* Exercise details:
Pull every "duration" line out of the data below.

* Information shown:
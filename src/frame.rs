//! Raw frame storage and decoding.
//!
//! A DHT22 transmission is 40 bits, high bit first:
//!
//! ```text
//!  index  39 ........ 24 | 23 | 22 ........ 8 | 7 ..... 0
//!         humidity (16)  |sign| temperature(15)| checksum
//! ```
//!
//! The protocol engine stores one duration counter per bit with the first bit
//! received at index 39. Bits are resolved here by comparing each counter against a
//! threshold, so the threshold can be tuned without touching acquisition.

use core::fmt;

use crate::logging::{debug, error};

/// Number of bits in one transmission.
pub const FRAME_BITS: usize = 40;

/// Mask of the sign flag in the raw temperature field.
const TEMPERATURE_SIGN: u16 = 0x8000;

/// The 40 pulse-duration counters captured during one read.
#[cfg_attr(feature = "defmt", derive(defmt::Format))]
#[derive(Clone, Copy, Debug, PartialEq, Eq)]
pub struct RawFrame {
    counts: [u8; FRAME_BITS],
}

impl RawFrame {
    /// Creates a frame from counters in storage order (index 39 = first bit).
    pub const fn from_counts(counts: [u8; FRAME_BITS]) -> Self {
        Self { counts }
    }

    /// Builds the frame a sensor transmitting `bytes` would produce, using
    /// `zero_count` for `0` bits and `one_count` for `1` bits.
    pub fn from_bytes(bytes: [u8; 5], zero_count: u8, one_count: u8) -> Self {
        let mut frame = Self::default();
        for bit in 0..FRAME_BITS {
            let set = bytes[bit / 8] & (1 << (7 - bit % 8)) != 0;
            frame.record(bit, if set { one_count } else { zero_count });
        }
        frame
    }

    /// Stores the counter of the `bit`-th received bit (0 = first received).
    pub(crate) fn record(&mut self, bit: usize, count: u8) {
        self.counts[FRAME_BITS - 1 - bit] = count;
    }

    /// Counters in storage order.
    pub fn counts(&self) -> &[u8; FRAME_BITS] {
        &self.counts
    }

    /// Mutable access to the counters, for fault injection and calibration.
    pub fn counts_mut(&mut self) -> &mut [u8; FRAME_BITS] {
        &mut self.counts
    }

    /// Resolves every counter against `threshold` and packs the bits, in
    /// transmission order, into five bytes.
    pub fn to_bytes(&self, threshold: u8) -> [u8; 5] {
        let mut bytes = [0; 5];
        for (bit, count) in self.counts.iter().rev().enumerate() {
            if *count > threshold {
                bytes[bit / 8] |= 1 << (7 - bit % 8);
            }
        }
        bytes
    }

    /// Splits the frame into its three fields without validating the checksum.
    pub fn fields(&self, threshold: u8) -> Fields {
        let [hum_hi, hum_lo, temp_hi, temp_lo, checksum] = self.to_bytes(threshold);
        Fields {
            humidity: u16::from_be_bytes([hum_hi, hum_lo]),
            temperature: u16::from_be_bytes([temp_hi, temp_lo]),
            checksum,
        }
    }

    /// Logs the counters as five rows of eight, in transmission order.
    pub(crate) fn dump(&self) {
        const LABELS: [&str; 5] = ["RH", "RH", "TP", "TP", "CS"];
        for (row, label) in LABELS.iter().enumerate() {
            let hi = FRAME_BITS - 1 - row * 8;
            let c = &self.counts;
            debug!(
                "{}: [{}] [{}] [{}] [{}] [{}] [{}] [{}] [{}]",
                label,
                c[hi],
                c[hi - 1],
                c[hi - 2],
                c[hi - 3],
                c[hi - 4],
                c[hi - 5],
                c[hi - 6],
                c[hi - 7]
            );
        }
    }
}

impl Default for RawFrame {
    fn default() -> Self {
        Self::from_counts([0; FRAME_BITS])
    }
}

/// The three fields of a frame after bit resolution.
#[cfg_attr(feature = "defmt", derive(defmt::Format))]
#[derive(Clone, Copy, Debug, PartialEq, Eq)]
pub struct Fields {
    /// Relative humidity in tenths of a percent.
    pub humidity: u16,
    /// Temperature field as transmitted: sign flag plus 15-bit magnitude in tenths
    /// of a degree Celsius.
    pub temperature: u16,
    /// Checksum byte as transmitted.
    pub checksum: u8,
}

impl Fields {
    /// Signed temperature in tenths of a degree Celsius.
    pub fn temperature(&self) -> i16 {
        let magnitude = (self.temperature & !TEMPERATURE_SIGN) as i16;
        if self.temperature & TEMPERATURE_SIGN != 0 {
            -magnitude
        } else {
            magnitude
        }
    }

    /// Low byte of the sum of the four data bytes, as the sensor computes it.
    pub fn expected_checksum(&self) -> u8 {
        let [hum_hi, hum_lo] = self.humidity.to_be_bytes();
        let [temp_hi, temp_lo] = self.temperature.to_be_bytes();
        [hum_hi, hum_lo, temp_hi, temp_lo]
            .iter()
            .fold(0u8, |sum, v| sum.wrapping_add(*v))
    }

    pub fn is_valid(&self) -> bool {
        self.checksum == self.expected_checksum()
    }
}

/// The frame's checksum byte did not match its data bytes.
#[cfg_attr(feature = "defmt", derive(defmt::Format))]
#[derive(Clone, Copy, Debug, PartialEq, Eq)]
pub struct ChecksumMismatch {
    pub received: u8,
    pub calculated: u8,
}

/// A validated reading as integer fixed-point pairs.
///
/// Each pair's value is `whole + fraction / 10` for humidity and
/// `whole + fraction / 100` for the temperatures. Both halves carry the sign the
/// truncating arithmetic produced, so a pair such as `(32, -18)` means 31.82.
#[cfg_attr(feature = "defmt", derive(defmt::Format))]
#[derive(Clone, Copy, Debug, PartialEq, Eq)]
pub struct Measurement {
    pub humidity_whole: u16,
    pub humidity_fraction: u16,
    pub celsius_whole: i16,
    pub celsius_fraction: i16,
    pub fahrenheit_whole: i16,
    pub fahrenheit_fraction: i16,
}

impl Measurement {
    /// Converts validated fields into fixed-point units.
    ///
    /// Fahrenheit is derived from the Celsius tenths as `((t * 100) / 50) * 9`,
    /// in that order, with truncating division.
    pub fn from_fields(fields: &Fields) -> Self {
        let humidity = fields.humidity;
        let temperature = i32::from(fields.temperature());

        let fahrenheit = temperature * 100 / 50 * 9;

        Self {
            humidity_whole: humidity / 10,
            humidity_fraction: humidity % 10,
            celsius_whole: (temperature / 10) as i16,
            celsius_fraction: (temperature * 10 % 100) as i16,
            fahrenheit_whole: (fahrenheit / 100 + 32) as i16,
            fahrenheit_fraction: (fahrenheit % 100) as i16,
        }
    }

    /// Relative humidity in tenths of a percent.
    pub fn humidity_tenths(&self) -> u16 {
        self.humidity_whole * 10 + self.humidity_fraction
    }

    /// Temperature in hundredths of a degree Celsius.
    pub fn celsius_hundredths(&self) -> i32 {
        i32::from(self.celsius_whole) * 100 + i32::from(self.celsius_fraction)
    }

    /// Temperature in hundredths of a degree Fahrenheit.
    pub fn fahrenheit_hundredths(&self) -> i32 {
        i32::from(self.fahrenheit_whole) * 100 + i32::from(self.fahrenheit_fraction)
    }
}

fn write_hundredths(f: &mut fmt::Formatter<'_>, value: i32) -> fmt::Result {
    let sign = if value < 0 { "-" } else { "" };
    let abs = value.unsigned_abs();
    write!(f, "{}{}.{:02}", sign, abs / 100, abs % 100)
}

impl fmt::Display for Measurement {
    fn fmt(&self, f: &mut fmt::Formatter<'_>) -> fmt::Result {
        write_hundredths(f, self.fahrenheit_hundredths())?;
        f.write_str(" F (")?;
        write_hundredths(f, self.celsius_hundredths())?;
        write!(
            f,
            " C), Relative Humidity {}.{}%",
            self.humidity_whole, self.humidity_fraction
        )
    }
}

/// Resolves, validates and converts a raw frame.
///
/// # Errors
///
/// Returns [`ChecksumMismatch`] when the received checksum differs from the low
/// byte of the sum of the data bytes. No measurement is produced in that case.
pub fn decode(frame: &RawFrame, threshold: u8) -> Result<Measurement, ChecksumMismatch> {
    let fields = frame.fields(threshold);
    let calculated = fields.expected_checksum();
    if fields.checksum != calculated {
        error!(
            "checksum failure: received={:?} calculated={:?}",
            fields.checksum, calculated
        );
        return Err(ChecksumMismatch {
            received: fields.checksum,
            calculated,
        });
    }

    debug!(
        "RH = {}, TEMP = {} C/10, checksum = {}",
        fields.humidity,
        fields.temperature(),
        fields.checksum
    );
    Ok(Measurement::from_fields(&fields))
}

* Exercise response:
//! The protocol engine stores one duration counter per bit with the first bit
/// The 40 pulse-duration counters captured during one read.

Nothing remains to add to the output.